The Unit credit agreement also requires that we have at the end of each quarter:

a current ratio (as defined in the credit agreement) of not less than 1 to 1.

Through the quarter ending March 31, 2019, the Unit credit agreement also requires that we have at the end of each quarter:

a senior indebtedness ratio of senior indebtedness to consolidated EBITDA (as defined in the Unit credit agreement) for the most recently ended rolling four quarters of no greater than 2.75 to 1.

Beginning with the quarter ending June 30, 2019, and for each following quarter, the Unit credit agreement requires:

a leverage ratio of funded debt to consolidated EBITDA (as defined in the Unit credit agreement) for the most recently ended rolling four fiscal quarters of no greater than 4 to 1.

As of June 30, 2018, we were in compliance with the Unit credit agreement covenants.

Superior Credit Agreement. On May 10, 2018, Superior entered into a five-year, $200.0 million senior secured revolving credit facility with an option to increase the credit amount up to $250.0 million, subject to certain conditions (Superior credit agreement). The amounts borrowed under the Superior credit agreement bear annual interest at a rate, at Superior’s option, equal to (a) LIBOR plus the applicable margin of 2.00% to 3.25% or (b) the alternate base rate (greater of (i) the federal funds rate plus 0.5%, (ii) the prime rate, and (iii) third day LIBOR plus 1.00%) plus the applicable margin of 1.00% to 2.25%. The obligations under the Superior credit agreement are secured by, among other things, mortgage liens on certain of Superior’s processing plants and gathering systems.

Superior is charged a commitment fee of 0.375% on the amount available but not borrowed which varies based on the amount borrowed as a percentage of the total borrowing base. Superior paid $1.7 million in origination, agency, syndication, and other related fees. These fees are being amortized over the life of the Superior credit agreement.

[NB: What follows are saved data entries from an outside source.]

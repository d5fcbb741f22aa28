//! Repository for the `listings` table.

use estate_core::listing::{ListingPatch, ListingStatus, NewListing};
use estate_core::query::ListingQuery;
use estate_core::types::{new_id, DbId};
use sqlx::PgPool;

use crate::filter_sql::{build_listing_filter, order_by, BindValue};
use crate::models::listing::ListingRow;

/// Column list for listings queries.
const COLUMNS: &str = "id, dealer_id, title, description, price, location, city, state, \
    postal_code, latitude, longitude, size, size_unit, bedrooms, bathrooms, property_type, \
    amenities, status, views_count, created_at, updated_at";

/// Provides CRUD operations for listings.
pub struct ListingRepo;

impl ListingRepo {
    /// One page of a composed query.
    pub async fn list(pool: &PgPool, query: &ListingQuery) -> Result<Vec<ListingRow>, sqlx::Error> {
        let filter = build_listing_filter(query);
        let sql = format!(
            "SELECT {COLUMNS} FROM listings {} {} LIMIT ${} OFFSET ${}",
            filter.where_clause,
            order_by(query.sort),
            filter.next_idx,
            filter.next_idx + 1,
        );

        let mut q = sqlx::query_as::<_, ListingRow>(&sql);
        for value in &filter.binds {
            q = match value {
                BindValue::Text(v) => q.bind(v.as_str()),
                BindValue::Numeric(v) => q.bind(*v),
                BindValue::Int(v) => q.bind(*v),
                BindValue::Id(v) => q.bind(*v),
                BindValue::TextArray(v) => q.bind(v.as_slice()),
            };
        }
        q.bind(query.pagination.limit)
            .bind(query.pagination.offset())
            .fetch_all(pool)
            .await
    }

    /// Size of the full filtered set, ignoring pagination.
    pub async fn count(pool: &PgPool, query: &ListingQuery) -> Result<i64, sqlx::Error> {
        let filter = build_listing_filter(query);
        let sql = format!(
            "SELECT COUNT(*)::BIGINT FROM listings {}",
            filter.where_clause
        );

        let mut q = sqlx::query_scalar::<_, i64>(&sql);
        for value in &filter.binds {
            q = match value {
                BindValue::Text(v) => q.bind(v.as_str()),
                BindValue::Numeric(v) => q.bind(*v),
                BindValue::Int(v) => q.bind(*v),
                BindValue::Id(v) => q.bind(*v),
                BindValue::TextArray(v) => q.bind(v.as_slice()),
            };
        }
        q.fetch_one(pool).await
    }

    pub async fn find_by_id(pool: &PgPool, id: DbId) -> Result<Option<ListingRow>, sqlx::Error> {
        let query = format!("SELECT {COLUMNS} FROM listings WHERE id = $1");
        sqlx::query_as::<_, ListingRow>(&query)
            .bind(id)
            .fetch_optional(pool)
            .await
    }

    /// Insert a new draft listing, returning the created row.
    pub async fn create(
        pool: &PgPool,
        dealer_id: DbId,
        input: &NewListing,
    ) -> Result<ListingRow, sqlx::Error> {
        let query = format!(
            "INSERT INTO listings
                (id, dealer_id, title, description, price, location, city, state, postal_code,
                 latitude, longitude, size, size_unit, bedrooms, bathrooms, property_type,
                 amenities, status)
             VALUES ($1, $2, $3, $4, $5, $6, $7, $8, $9, $10, $11, $12, $13, $14, $15, $16, $17, $18)
             RETURNING {COLUMNS}"
        );
        sqlx::query_as::<_, ListingRow>(&query)
            .bind(new_id())
            .bind(dealer_id)
            .bind(&input.title)
            .bind(&input.description)
            .bind(input.price)
            .bind(&input.location)
            .bind(&input.city)
            .bind(&input.state)
            .bind(&input.postal_code)
            .bind(input.latitude)
            .bind(input.longitude)
            .bind(input.size)
            .bind(input.size_unit.as_str())
            .bind(input.bedrooms)
            .bind(input.bathrooms)
            .bind(input.property_type.as_str())
            .bind(&input.amenities)
            .bind(ListingStatus::Draft.as_str())
            .fetch_one(pool)
            .await
    }

    /// Apply the present fields of a patch, returning the updated row.
    pub async fn update(
        pool: &PgPool,
        id: DbId,
        input: &ListingPatch,
    ) -> Result<Option<ListingRow>, sqlx::Error> {
        let query = format!(
            "UPDATE listings SET
                title = COALESCE($2, title),
                description = COALESCE($3, description),
                price = COALESCE($4, price),
                location = COALESCE($5, location),
                city = COALESCE($6, city),
                state = COALESCE($7, state),
                postal_code = COALESCE($8, postal_code),
                latitude = COALESCE($9, latitude),
                longitude = COALESCE($10, longitude),
                size = COALESCE($11, size),
                size_unit = COALESCE($12, size_unit),
                bedrooms = COALESCE($13, bedrooms),
                bathrooms = COALESCE($14, bathrooms),
                property_type = COALESCE($15, property_type),
                amenities = COALESCE($16, amenities),
                status = COALESCE($17, status),
                updated_at = now()
             WHERE id = $1
             RETURNING {COLUMNS}"
        );
        sqlx::query_as::<_, ListingRow>(&query)
            .bind(id)
            .bind(&input.title)
            .bind(&input.description)
            .bind(input.price)
            .bind(&input.location)
            .bind(&input.city)
            .bind(&input.state)
            .bind(&input.postal_code)
            .bind(input.latitude)
            .bind(input.longitude)
            .bind(input.size)
            .bind(input.size_unit.map(|u| u.as_str()))
            .bind(input.bedrooms)
            .bind(input.bathrooms)
            .bind(input.property_type.map(|t| t.as_str()))
            .bind(&input.amenities)
            .bind(input.status.map(|s| s.as_str()))
            .fetch_optional(pool)
            .await
    }

    /// Set the lifecycle status. Returns `true` if a row was updated.
    pub async fn set_status(
        pool: &PgPool,
        id: DbId,
        status: ListingStatus,
    ) -> Result<bool, sqlx::Error> {
        let result =
            sqlx::query("UPDATE listings SET status = $2, updated_at = now() WHERE id = $1")
                .bind(id)
                .bind(status.as_str())
                .execute(pool)
                .await?;
        Ok(result.rows_affected() > 0)
    }

    /// Non-archived listings held by a dealer.
    pub async fn count_active_for_dealer(pool: &PgPool, dealer_id: DbId) -> Result<i64, sqlx::Error> {
        sqlx::query_scalar::<_, i64>(
            "SELECT COUNT(*)::BIGINT FROM listings WHERE dealer_id = $1 AND status <> $2",
        )
        .bind(dealer_id)
        .bind(ListingStatus::Archived.as_str())
        .fetch_one(pool)
        .await
    }

    /// Atomic view counter bump. Leaves `updated_at` alone.
    pub async fn increment_views(pool: &PgPool, id: DbId) -> Result<bool, sqlx::Error> {
        let result = sqlx::query("UPDATE listings SET views_count = views_count + 1 WHERE id = $1")
            .bind(id)
            .execute(pool)
            .await?;
        Ok(result.rows_affected() > 0)
    }
}
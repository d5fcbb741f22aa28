//! Handlers for the caller's own account.

use axum::extract::State;
use axum::response::IntoResponse;
use axum::Json;

use crate::error::AppResult;
use crate::middleware::auth::AuthUser;
use crate::response::DataResponse;
use crate::state::AppState;

/// GET /api/v1/account/features
///
/// Dashboard capabilities for the caller. Non-dealers and dealers without an
/// active plan get the all-false set.
pub async fn feature_flags(
    auth: AuthUser,
    State(state): State<AppState>,
) -> AppResult<impl IntoResponse> {
    let flags = state.quota.feature_flags(&auth.requester()).await?;

    Ok(Json(DataResponse { data: flags }))
}
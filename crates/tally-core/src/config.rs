//! Analytics configuration
//!
//! Config is loaded with a two-layer resolution:
//! 1. An explicit path, or the override in the data dir
//!    (~/.local/share/tally/config/analytics.toml)
//! 2. Fall back to embedded defaults (compiled into binary)
//!
//! Every section and key is optional; anything missing keeps its default.

use std::fs;
use std::path::{Path, PathBuf};

use serde::{Deserialize, Serialize};
use tracing::debug;

use crate::anomaly::AnomalyConfig;
use crate::cache::CacheConfig;
use crate::error::{Error, Result};
use crate::forecast::{ForecastConfig, SeasonalityConfig};

/// Embedded default config (compiled into binary)
const DEFAULT_CONFIG: &str = include_str!("../../../config/analytics.toml");

/// All tunable thresholds
#[derive(Debug, Clone, Default, PartialEq, Serialize, Deserialize)]
#[serde(default)]
pub struct AnalyticsConfig {
    pub forecast: ForecastConfig,
    pub seasonality: SeasonalityConfig,
    pub anomaly: AnomalyConfig,
    pub cache: CacheConfig,
}

impl AnalyticsConfig {
    /// Load from the data-dir override if present, else embedded defaults
    pub fn load() -> Result<Self> {
        match default_config_path() {
            Some(path) if path.exists() => Self::load_from(&path),
            _ => Self::embedded(),
        }
    }

    /// Load from an explicit file; a missing file falls back to embedded defaults
    pub fn load_from(path: &Path) -> Result<Self> {
        if !path.exists() {
            debug!(path = %path.display(), "Config override not found, using defaults");
            return Self::embedded();
        }
        let content = fs::read_to_string(path)
            .map_err(|e| Error::Config(format!("Failed to read {}: {}", path.display(), e)))?;
        debug!(path = %path.display(), "Loaded analytics config");
        Self::from_toml(&content)
    }

    /// `load_from` when a path is given, `load` otherwise
    pub fn resolve(path: Option<&Path>) -> Result<Self> {
        match path {
            Some(path) => Self::load_from(path),
            None => Self::load(),
        }
    }

    pub fn embedded() -> Result<Self> {
        Self::from_toml(DEFAULT_CONFIG)
    }

    pub fn from_toml(content: &str) -> Result<Self> {
        let config: Self = toml::from_str(content)?;
        config.validate()?;
        Ok(config)
    }

    fn validate(&self) -> Result<()> {
        if self.forecast.periods_ahead == 0 {
            return Err(Error::Config("forecast.periods_ahead must be at least 1".into()));
        }
        if self.anomaly.zscore_min_peers == 0 {
            return Err(Error::Config("anomaly.zscore_min_peers must be at least 1".into()));
        }
        if !(0.0..=1.0).contains(&self.anomaly.income_drop_ratio) {
            return Err(Error::Config(
                "anomaly.income_drop_ratio must be between 0 and 1".into(),
            ));
        }
        Ok(())
    }
}

/// Path of the user override file
pub fn default_config_path() -> Option<PathBuf> {
    dirs::data_local_dir().map(|d| d.join("tally").join("config").join("analytics.toml"))
}
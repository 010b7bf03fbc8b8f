//! Server command implementation

use std::path::Path;

use anyhow::Result;
use tally_server::{AppState, ServerConfig};

use super::open_service;

pub async fn cmd_serve(
    db_path: &Path,
    config_path: Option<&Path>,
    host: &str,
    port: u16,
    allowed_origins: Vec<String>,
) -> Result<()> {
    println!("🚀 Starting Tally API server...");
    println!("   Database: {}", db_path.display());
    println!("   Listening: http://{}:{}", host, port);
    if allowed_origins.is_empty() {
        println!("   CORS: same-origin only");
    } else {
        println!("   CORS origins: {}", allowed_origins.join(", "));
    }
    println!("   Tenant header: {}", tally_server::USER_ID_HEADER);
    println!();
    println!("   Press Ctrl+C to stop");

    let service = open_service(db_path, config_path)?;
    let state = AppState::new(service, ServerConfig { allowed_origins });

    tally_server::serve(state, host, port).await
}
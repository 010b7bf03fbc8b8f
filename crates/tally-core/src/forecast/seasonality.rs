//! Calendar-month seasonality detection
//!
//! Groups a monthly series by calendar month across years and reports months
//! whose average sits well above or below the overall average. The overall
//! average is the mean of the per-month averages, so a month observed three
//! times does not outweigh one observed twice.

use std::collections::BTreeMap;

use serde::{Deserialize, Serialize};
use tracing::debug;

use crate::models::{Metric, MonthlyBucket};
use crate::period::month_name;
use crate::stats::{mean, round2};

use super::types::{PatternKind, SeasonalPattern};

/// Seasonality thresholds
#[derive(Debug, Clone, PartialEq, Serialize, Deserialize)]
#[serde(default)]
pub struct SeasonalityConfig {
    /// Minimum buckets before seasonality is considered
    pub min_months: usize,
    /// Minimum times a calendar month must appear to be retained
    pub min_occurrences: usize,
    /// Absolute deviation (percent) a month must exceed to be reported
    pub deviation_threshold_percent: f64,
}

impl Default for SeasonalityConfig {
    fn default() -> Self {
        Self {
            min_months: 12,
            min_occurrences: 2,
            deviation_threshold_percent: 15.0,
        }
    }
}

/// Finds months that consistently deviate from the norm
#[derive(Debug, Clone, Default)]
pub struct SeasonalityDetector {
    config: SeasonalityConfig,
}

impl SeasonalityDetector {
    pub fn new() -> Self {
        Self::default()
    }

    pub fn with_config(config: SeasonalityConfig) -> Self {
        Self { config }
    }

    /// Per-calendar-month values for months seen often enough
    fn retained_months(&self, buckets: &[MonthlyBucket], metric: Metric) -> BTreeMap<u32, Vec<f64>> {
        let mut by_month: BTreeMap<u32, Vec<f64>> = BTreeMap::new();
        for bucket in buckets {
            by_month
                .entry(bucket.period.month())
                .or_default()
                .push(metric.value(bucket));
        }
        by_month.retain(|_, values| values.len() >= self.config.min_occurrences.max(1));
        by_month
    }

    /// Mean of per-month averages, `None` when there is too little history
    pub fn overall_average(&self, buckets: &[MonthlyBucket], metric: Metric) -> Option<f64> {
        if buckets.len() < self.config.min_months {
            return None;
        }
        let averages: Vec<f64> = self
            .retained_months(buckets, metric)
            .values()
            .map(|values| mean(values))
            .collect();
        if averages.is_empty() {
            return None;
        }
        Some(mean(&averages))
    }

    /// Detect significant months, most pronounced first.
    ///
    /// Returns `None` for short history, a zero overall average, or when no
    /// month crosses the threshold.
    pub fn detect(&self, buckets: &[MonthlyBucket], metric: Metric) -> Option<Vec<SeasonalPattern>> {
        if buckets.len() < self.config.min_months {
            debug!(
                months = buckets.len(),
                required = self.config.min_months,
                "Too few months for seasonality"
            );
            return None;
        }

        let months = self.retained_months(buckets, metric);
        if months.is_empty() {
            return None;
        }
        let averages: Vec<(u32, f64, usize)> = months
            .iter()
            .map(|(month, values)| (*month, mean(values), values.len()))
            .collect();
        let overall = mean(&averages.iter().map(|(_, avg, _)| *avg).collect::<Vec<_>>());
        if overall == 0.0 || !overall.is_finite() {
            return None;
        }

        let mut patterns: Vec<SeasonalPattern> = averages
            .into_iter()
            .filter_map(|(month, avg, occurrences)| {
                let deviation = (avg - overall) / overall * 100.0;
                if deviation.abs() <= self.config.deviation_threshold_percent {
                    return None;
                }
                Some(SeasonalPattern {
                    month,
                    month_name: month_name(month).to_string(),
                    deviation_percent: round2(deviation),
                    pattern: if deviation > 0.0 {
                        PatternKind::High
                    } else {
                        PatternKind::Low
                    },
                    average_value: round2(avg),
                    occurrences,
                })
            })
            .collect();

        patterns.sort_by(|a, b| {
            b.deviation_percent
                .abs()
                .total_cmp(&a.deviation_percent.abs())
        });

        debug!(
            metric = %metric,
            overall_average = overall,
            patterns = patterns.len(),
            "Seasonality pass complete"
        );

        if patterns.is_empty() {
            None
        } else {
            Some(patterns)
        }
    }
}

#[cfg(test)]
mod tests {
    use super::*;
    use crate::period::YearMonth;

    /// Revenue series starting at `start` where `value_for(month)` picks each value
    fn series(start: &str, months: usize, value_for: impl Fn(u32) -> f64) -> Vec<MonthlyBucket> {
        let start: YearMonth = start.parse().unwrap();
        (0..months)
            .map(|i| {
                let period = start.plus_months(i as i64);
                let mut b = MonthlyBucket::empty(period);
                b.revenue = value_for(period.month());
                b
            })
            .collect()
    }

    #[test]
    fn test_short_history_returns_none() {
        let buckets = series("2024-01", 11, |_| 1000.0);
        assert!(SeasonalityDetector::new().detect(&buckets, Metric::Revenue).is_none());
        assert!(SeasonalityDetector::new()
            .overall_average(&buckets, Metric::Revenue)
            .is_none());
    }

    #[test]
    fn test_december_spike_detected() {
        let buckets = series("2022-01", 24, |m| if m == 12 { 1500.0 } else { 1000.0 });
        let patterns = SeasonalityDetector::new()
            .detect(&buckets, Metric::Revenue)
            .unwrap();

        assert_eq!(patterns.len(), 1);
        let december = &patterns[0];
        assert_eq!(december.month, 12);
        assert_eq!(december.month_name, "December");
        assert_eq!(december.pattern, PatternKind::High);
        assert_eq!(december.occurrences, 2);
        assert_eq!(december.average_value, 1500.0);
        assert!(december.deviation_percent >= 40.0 && december.deviation_percent <= 60.0);
    }

    #[test]
    fn test_months_seen_once_are_ignored() {
        // Only January and February repeat; the July spike is seen once
        let buckets = series("2023-01", 14, |m| if m == 7 { 9000.0 } else { 1000.0 });
        assert!(SeasonalityDetector::new().detect(&buckets, Metric::Revenue).is_none());
    }

    #[test]
    fn test_flat_and_zero_series() {
        let flat = series("2022-01", 24, |_| 1000.0);
        assert!(SeasonalityDetector::new().detect(&flat, Metric::Revenue).is_none());

        let zero = series("2022-01", 24, |_| 0.0);
        assert!(SeasonalityDetector::new().detect(&zero, Metric::Revenue).is_none());
    }

    #[test]
    fn test_sorted_by_absolute_deviation() {
        let buckets = series("2022-01", 24, |m| match m {
            3 => 500.0,
            11 => 1300.0,
            _ => 1000.0,
        });
        let patterns = SeasonalityDetector::new()
            .detect(&buckets, Metric::Revenue)
            .unwrap();
        assert_eq!(patterns.len(), 2);
        assert_eq!(patterns[0].month, 3);
        assert_eq!(patterns[0].pattern, PatternKind::Low);
        assert_eq!(patterns[1].month, 11);
        assert_eq!(patterns[1].pattern, PatternKind::High);
    }

    #[test]
    fn test_threshold_is_configurable() {
        let buckets = series("2022-01", 24, |m| if m == 6 { 1100.0 } else { 1000.0 });
        assert!(SeasonalityDetector::new().detect(&buckets, Metric::Revenue).is_none());

        let sensitive = SeasonalityDetector::with_config(SeasonalityConfig {
            deviation_threshold_percent: 5.0,
            ..Default::default()
        });
        let patterns = sensitive.detect(&buckets, Metric::Revenue).unwrap();
        assert_eq!(patterns[0].month, 6);
    }

    #[test]
    fn test_overall_average_is_two_level() {
        // 2023-01..2024-03: Jan-Mar appear twice, the rest once and are dropped
        let buckets = series("2023-01", 15, |m| match m {
            1 => 100.0,
            2 => 200.0,
            3 => 300.0,
            _ => 10_000.0,
        });
        let overall = SeasonalityDetector::new()
            .overall_average(&buckets, Metric::Revenue)
            .unwrap();
        assert_eq!(overall, 200.0);
    }
}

The Superior credit agreement requires that Superior maintain a Consolidated EBITDA to interest expense ratio for the most-recently ended rolling four quarters of at least 2.50 to 1.00, and a funded debt to Consolidated EBITDA ratio of not greater than 4.00 to 1.00. Additionally, the Superior credit agreement contains a number of customary covenants that, among

19


other things, restrict (subject to certain exceptions) Superior’s ability to incur additional indebtedness, create additional liens on its assets, make investments, pay distributions, enter into sale and leaseback transactions, engage in certain transactions with affiliates, engage in mergers or consolidations, enter into hedging arrangements, and acquire or dispose of assets. As of June 30, 2018, we were in compliance with the Superior credit agreement covenants.
 
The borrowings under the Superior credit agreement will be used to fund capital expenditures and acquisitions, provide general working capital, and for letters of credit for Superior.

On June 27, 2018, Superior and the lenders amended the Superior credit agreement to revise certain definitions in the agreement.

Superior's credit agreement is not guaranteed by Unit.

6.625% Senior Subordinated Notes. We have an aggregate principal amount of $650.0 million, 6.625% senior subordinated notes (the Notes) outstanding. Interest on the Notes is payable semi-annually (in arrears) on May 15 and November 15 of each year. The Notes mature on May 15, 2021. In issuing the Notes, we incurred fees of $14.7 million that are being amortized as debt issuance cost over the life of the Notes.

The Notes are subject to an Indenture dated as of May 18, 2011, between us and Wilmington Trust, National Association (successor to Wilmington Trust FSB), as Trustee (the Trustee), as supplemented by the First Supplemental Indenture dated as of May 18, 2011, between us, the Guarantors, and the Trustee, and as further supplemented by the Second Supplemental Indenture dated as of January 7, 2013, between us, the Guarantors, and the Trustee (as supplemented, the 2011 Indenture), establishing the terms of and providing for issuing the Notes. The Guarantors are most of our direct and indirect subsidiaries. The discussion of the Notes in this report is qualified by and subject to the actual terms of the 2011 Indenture.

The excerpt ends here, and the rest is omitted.